Cryo-EM Study of Patched in Lipid Nanodisc Suggests a Structural Basis for Its Clustering in Caveolae

Abstract

The 12-transmembrane protein Patched (Ptc1) acts as a negative modulator for Hedgehog (Hh) signaling by depleting sterols in the inner leaflet of the plasma membrane that are required for the activation of downstream regulators in this pathway. The inhibition is alleviated by its proteinaceous ligand Hh. Ptc1 and its co-receptors are locally concentrated in invaginated microdomains known as caveolae for efficient signal transduction. Here, we reconstitute the mouse Ptc1 into lipid nanodiscs and determine its structure in this native-like membrane environment using single-particle cryo-electron microscopy (cryo-EM). The structure is overall similar to the mouse and human Ptc1 structures in amphipol and detergent environment but displays various conformational differences in the transmembrane region.
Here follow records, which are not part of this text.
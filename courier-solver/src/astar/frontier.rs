//! Open set for the A* search.
//!
//! Heap entries are never removed early. The store keeps the best node per
//! coordinate, and entries that no longer match it are dropped when popped.

use std::cmp::Ordering;
use std::collections::BinaryHeap;

use courier_core::{ExpandableMap, GeoCoordinate, StreetSegment};

/// Search state for one coordinate.
#[derive(Debug, Clone)]
pub(super) struct SearchNode {
    /// Travelled distance from the origin, in miles.
    pub(super) cost: f64,
    /// `cost` plus the straight-line estimate to the goal.
    pub(super) estimated_total: f64,
    /// Segment that reached this coordinate; `None` only for the origin.
    pub(super) incoming: Option<StreetSegment>,
}

impl SearchNode {
    pub(super) const fn origin(estimate: f64) -> Self {
        Self {
            cost: 0.0,
            estimated_total: estimate,
            incoming: None,
        }
    }
}

#[derive(Debug)]
struct FrontierEntry {
    estimated_total: f64,
    sequence: u64,
    coordinate: GeoCoordinate,
}

impl PartialEq for FrontierEntry {
    fn eq(&self, other: &Self) -> bool {
        self.cmp(other) == Ordering::Equal
    }
}

impl Eq for FrontierEntry {}

impl PartialOrd for FrontierEntry {
    fn partial_cmp(&self, other: &Self) -> Option<Ordering> {
        Some(self.cmp(other))
    }
}

impl Ord for FrontierEntry {
    // Reversed so `BinaryHeap` pops the lowest estimate, oldest first.
    fn cmp(&self, other: &Self) -> Ordering {
        other
            .estimated_total
            .total_cmp(&self.estimated_total)
            .then_with(|| other.sequence.cmp(&self.sequence))
    }
}

#[derive(Debug, Default)]
pub(super) struct Frontier {
    heap: BinaryHeap<FrontierEntry>,
    best: ExpandableMap<GeoCoordinate, SearchNode>,
    next_sequence: u64,
}

impl Frontier {
    pub(super) fn push(&mut self, coordinate: GeoCoordinate, node: SearchNode) {
        self.heap.push(FrontierEntry {
            estimated_total: node.estimated_total,
            sequence: self.next_sequence,
            coordinate: coordinate.clone(),
        });
        self.next_sequence = self.next_sequence.wrapping_add(1);
        self.best.associate(coordinate, node);
    }

    /// Lowest-estimate live entry, skipping stale ones.
    pub(super) fn pop(&mut self) -> Option<(GeoCoordinate, SearchNode)> {
        while let Some(entry) = self.heap.pop() {
            let Some(node) = self.best.find(&entry.coordinate) else {
                continue;
            };
            if node.estimated_total < entry.estimated_total {
                continue;
            }
            let node = node.clone();
            return Some((entry.coordinate, node));
        }
        None
    }

    /// Whether `coordinate` is already queued with a strictly lower estimate.
    pub(super) fn has_better(&self, coordinate: &GeoCoordinate, estimated_total: f64) -> bool {
        self.best
            .find(coordinate)
            .is_some_and(|node| node.estimated_total < estimated_total)
    }
}
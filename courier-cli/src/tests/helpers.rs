//! Test helpers for writing courier input files.

use camino::{Utf8Path, Utf8PathBuf};
use courier_core::GeoCoordinate;
use tempfile::TempDir;

/// Main St runs east from the depot; Oak Ave runs north from its far end.
pub(super) const CORNER_MAP: &str = "\
Main St
2
0 0 0 0.01
0 0.01 0 0.02
Oak Ave
1
0 0.02 0.01 0.02
";

pub(super) const CORNER_DELIVERIES: &str = "0 0\n0.01 0.02:parcel\n";

pub(super) fn write_utf8(path: &Utf8Path, contents: &[u8]) {
    std::fs::write(path, contents).expect("write test file");
}

/// Map and delivery files in a temporary directory.
#[derive(Debug)]
pub(super) struct InputFiles {
    _dir: TempDir,
    pub(super) root: Utf8PathBuf,
    pub(super) map: Utf8PathBuf,
    pub(super) deliveries: Utf8PathBuf,
}

impl InputFiles {
    pub(super) fn new() -> Self {
        let dir = TempDir::new().expect("tempdir");
        let root = Utf8PathBuf::from_path_buf(dir.path().to_path_buf()).expect("utf-8 workspace");
        let map = root.join("corner.map");
        let deliveries = root.join("corner.deliveries");
        Self {
            _dir: dir,
            root,
            map,
            deliveries,
        }
    }

    pub(super) fn with_corner() -> Self {
        let files = Self::new();
        write_utf8(&files.map, CORNER_MAP.as_bytes());
        write_utf8(&files.deliveries, CORNER_DELIVERIES.as_bytes());
        files
    }
}

/// Expected text output for the corner fixture.
pub(super) fn corner_directions() -> Vec<String> {
    let point = |text: &str| -> GeoCoordinate { text.parse().expect("valid coordinate") };
    let main = point("0 0").distance_miles(&point("0 0.02"));
    let oak = point("0 0.02").distance_miles(&point("0.01 0.02"));
    vec![
        format!("Proceed east on Main St for {main:.2} miles"),
        "Turn left on Oak Ave".to_owned(),
        format!("Proceed north on Oak Ave for {oak:.2} miles"),
        "Deliver parcel".to_owned(),
        format!("Proceed south on Oak Ave for {oak:.2} miles"),
        "Turn right on Main St".to_owned(),
        format!("Proceed west on Main St for {main:.2} miles"),
        format!("Total distance: {:.2} miles", 2.0 * (main + oak)),
    ]
}
//! Test-only utilities for `courier-solver`.
//!
//! The helpers in this module are available to unit tests and behavioural
//! tests. They are gated behind the `test-support` feature (and `cfg(test)`).

use courier_core::{
    DeliveryRequest, GeoCoordinate, OptimizeError, OptimizeReport, OrderOptimizer,
    tour_length_miles,
};

/// An [`OrderOptimizer`] that leaves the caller's order untouched.
///
/// Lets planner tests predict the exact command sequence.
///
/// # Examples
/// ```rust
/// use courier_core::{DeliveryRequest, OrderOptimizer};
/// use courier_solver::test_support::KeepOrder;
///
/// let depot = "0 0".parse().expect("valid");
/// let mut stops = vec![
///     DeliveryRequest::new("0 2".parse().expect("valid"), "far"),
///     DeliveryRequest::new("0 1".parse().expect("valid"), "near"),
/// ];
/// let report = KeepOrder.optimize(&depot, &mut stops).expect("non-empty");
/// assert_eq!(stops[0].item, "far");
/// assert_eq!(report.iterations, 0);
/// ```
#[derive(Debug, Default, Clone, Copy)]
pub struct KeepOrder;

impl OrderOptimizer for KeepOrder {
    fn optimize(
        &self,
        depot: &GeoCoordinate,
        deliveries: &mut [DeliveryRequest],
    ) -> Result<OptimizeReport, OptimizeError> {
        if deliveries.is_empty() {
            return Err(OptimizeError::EmptyDeliveries);
        }
        let miles = tour_length_miles(depot, deliveries);
        Ok(OptimizeReport {
            original_miles: miles,
            optimized_miles: miles,
            iterations: 0,
        })
    }
}

/// Parse a `"<lat> <lon>"` literal.
///
/// # Panics
/// Panics if `text` is not a valid coordinate.
#[must_use]
#[expect(clippy::expect_used, reason = "test helper fails loudly on bad fixtures")]
pub fn coordinate(text: &str) -> GeoCoordinate {
    text.parse().expect("valid coordinate literal")
}

/// Delivery of `item` at the `"<lat> <lon>"` literal `location`.
///
/// # Panics
/// Panics if `location` is not a valid coordinate.
#[must_use]
pub fn delivery(location: &str, item: &str) -> DeliveryRequest {
    DeliveryRequest::new(coordinate(location), item)
}
//! Text loaders for courier street maps and delivery manifests.
//!
//! Responsibilities:
//! - Parse street map records into a [`courier_core::StreetMap`].
//! - Parse a depot and its deliveries into a [`DeliveryManifest`].
//! - Report failures with the offending line number.
//!
//! Boundaries:
//! - Files are opened through `cap-std` with UTF-8 paths from `camino`.
//! - No routing or ordering happens here; see `courier-solver`.

#![forbid(unsafe_code)]

mod deliveries;
mod fs;
mod lines;
mod map;

pub use deliveries::{DeliveryLoadError, DeliveryManifest, load_deliveries, parse_deliveries};
pub use fs::{is_regular_file, open_input};
pub use map::{MapLoadError, load_street_map, parse_street_map};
Although most particles show a Ptc1 monomer in the artificial membrane, we observe Ptc1 dimers with distinct interaction patterns and different membrane curvatures. Analyzing the bent membranes reveals that the membrane curvatures are close to that reported in caveolae. We find that a “hand-shake” region rich in hydrophobic and aromatic residues in the ectodomain mediates inter-Ptc1 interactions under different membrane curvatures. We speculate that the plasticity of the hydrophobic interactions is important to accommodate membrane bending. Altogether, our data provide a plausible framework for Ptc1 clustering in the highly curved caveolae membrane.